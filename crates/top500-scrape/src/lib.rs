//! Scrape layer: HTTP fetch of TOP500 system pages and HTML table parsing.

mod fetch;
mod page;
pub mod ranking;
pub mod table;

pub use fetch::{FetchError, PageSource, Top500Fetcher};
pub use page::{ParseError, parse_record};
//! Authenticated connection to a Wikibase `api.php` endpoint.

use serde::Deserialize;
use serde_json::Value;
use tracing::{debug, info};

use crate::WikibaseError;

const USER_AGENT: &str = concat!("top500-importer/", env!("CARGO_PKG_VERSION"));

#[derive(Deserialize)]
struct TokenResponse {
    query: TokenQuery,
}

#[derive(Deserialize)]
struct TokenQuery {
    tokens: Tokens,
}

#[derive(Deserialize)]
struct Tokens {
    logintoken: Option<String>,
    csrftoken: Option<String>,
}

#[derive(Deserialize)]
struct LoginResponse {
    login: LoginResult,
}

#[derive(Deserialize)]
struct LoginResult {
    result: String,
    reason: Option<String>,
}

/// One logged-in bot session. Created once per process and shared by
/// everything that talks to the knowledge base.
pub struct Session {
    client: reqwest::Client,
    api_url: String,
    csrf: Option<String>,
}

impl Session {
    /// Session against `api_url` (`https://www.wikidata.org/w/api.php`).
    /// Cookies are kept so the login survives across requests.
    pub fn new(api_url: &str) -> Result<Self, WikibaseError> {
        let client = reqwest::Client::builder()
            .cookie_store(true)
            .user_agent(USER_AGENT)
            .build()?;
        Ok(Self {
            client,
            api_url: api_url.trim_end_matches('/').to_string(),
            csrf: None,
        })
    }

    /// HTTP client carrying the session cookies.
    pub fn http(&self) -> reqwest::Client {
        self.client.clone()
    }

    pub fn api_url(&self) -> &str {
        &self.api_url
    }

    pub fn is_logged_in(&self) -> bool {
        self.csrf.is_some()
    }

    /// Bot-password login followed by a CSRF token fetch.
    pub async fn login(&mut self, username: &str, password: &str) -> Result<(), WikibaseError> {
        info!(api = %self.api_url, user = %username, "logging in");
        let tokens: TokenResponse =
            serde_json::from_value(self.get(&[("action", "query"), ("meta", "tokens"), ("type", "login")]).await?)?;
        let login_token = tokens
            .query
            .tokens
            .logintoken
            .ok_or_else(|| WikibaseError::UnexpectedResponse("no login token".into()))?;

        let resp: LoginResponse = serde_json::from_value(
            self.post(&[
                ("action", "login"),
                ("lgname", username),
                ("lgpassword", password),
                ("lgtoken", login_token.as_str()),
            ])
            .await?,
        )?;
        if resp.login.result != "Success" {
            return Err(WikibaseError::Login(
                resp.login.reason.unwrap_or(resp.login.result),
            ));
        }

        let tokens: TokenResponse =
            serde_json::from_value(self.get(&[("action", "query"), ("meta", "tokens")]).await?)?;
        let csrf = tokens
            .query
            .tokens
            .csrftoken
            .ok_or_else(|| WikibaseError::UnexpectedResponse("no csrf token".into()))?;
        self.csrf = Some(csrf);
        info!(user = %username, "logged in");
        Ok(())
    }

    pub async fn logout(&mut self) -> Result<(), WikibaseError> {
        if !self.is_logged_in() {
            return Ok(());
        }
        self.post_with_token(&[("action", "logout")]).await?;
        self.csrf = None;
        info!("logged out");
        Ok(())
    }

    pub(crate) async fn get(&self, params: &[(&str, &str)]) -> Result<Value, WikibaseError> {
        debug!(params = ?params, "api get");
        let req = self
            .client
            .get(&self.api_url)
            .query(&[("format", "json"), ("formatversion", "2")])
            .query(params);
        send(req).await
    }

    pub(crate) async fn post(&self, params: &[(&str, &str)]) -> Result<Value, WikibaseError> {
        debug!(action = ?params.first(), "api post");
        let req = self
            .client
            .post(&self.api_url)
            .query(&[("format", "json"), ("formatversion", "2")])
            .form(params);
        send(req).await
    }

    /// POST with the session's CSRF token appended.
    pub(crate) async fn post_with_token(&self, params: &[(&str, &str)]) -> Result<Value, WikibaseError> {
        let token = self.csrf.as_deref().ok_or(WikibaseError::NotLoggedIn)?;
        let mut params = params.to_vec();
        params.push(("token", token));
        self.post(&params).await
    }
}

async fn send(req: reqwest::RequestBuilder) -> Result<Value, WikibaseError> {
    let resp = req.send().await?;
    let status = resp.status();
    if !status.is_success() {
        let body = resp.text().await.unwrap_or_default();
        return Err(WikibaseError::Server {
            status: status.as_u16(),
            body,
        });
    }
    check_api_error(resp.json().await?)
}

/// Turn an `{"error": {"code", "info"}}` body into [`WikibaseError::Api`].
pub(crate) fn check_api_error(body: Value) -> Result<Value, WikibaseError> {
    match body.get("error") {
        Some(err) => Err(WikibaseError::Api {
            code: err["code"].as_str().unwrap_or("unknown").to_string(),
            info: err["info"].as_str().unwrap_or_default().to_string(),
        }),
        None => Ok(body),
    }
}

::::::::::

--- WHAT YOU WILL DO ---
Starting with the line that holds "pub(crate) async fn get(&self, params: &[(&str, &str)])" and ending with the line that holds "let status = resp.status();", retype every line in the data above exactly, and nothing else.

--- EXPECTED ANSWER ---
    pub(crate) async fn get(&self, params: &[(&str, &str)]) -> Result<Value, WikibaseError> {
        debug!(params = ?params, "api get");
        let req = self
            .client
            .get(&self.api_url)
            .query(&[("format", "json"), ("formatversion", "2")])
            .query(params);
        send(req).await
    }

    pub(crate) async fn post(&self, params: &[(&str, &str)]) -> Result<Value, WikibaseError> {
        debug!(action = ?params.first(), "api post");
        let req = self
            .client
            .post(&self.api_url)
            .query(&[("format", "json"), ("formatversion", "2")])
            .form(params);
        send(req).await
    }

    /// POST with the session's CSRF token appended.
    pub(crate) async fn post_with_token(&self, params: &[(&str, &str)]) -> Result<Value, WikibaseError> {
        let token = self.csrf.as_deref().ok_or(WikibaseError::NotLoggedIn)?;
        let mut params = params.to_vec();
        params.push(("token", token));
        self.post(&params).await
    }
}

async fn send(req: reqwest::RequestBuilder) -> Result<Value, WikibaseError> {
    let resp = req.send().await?;
    let status = resp.status();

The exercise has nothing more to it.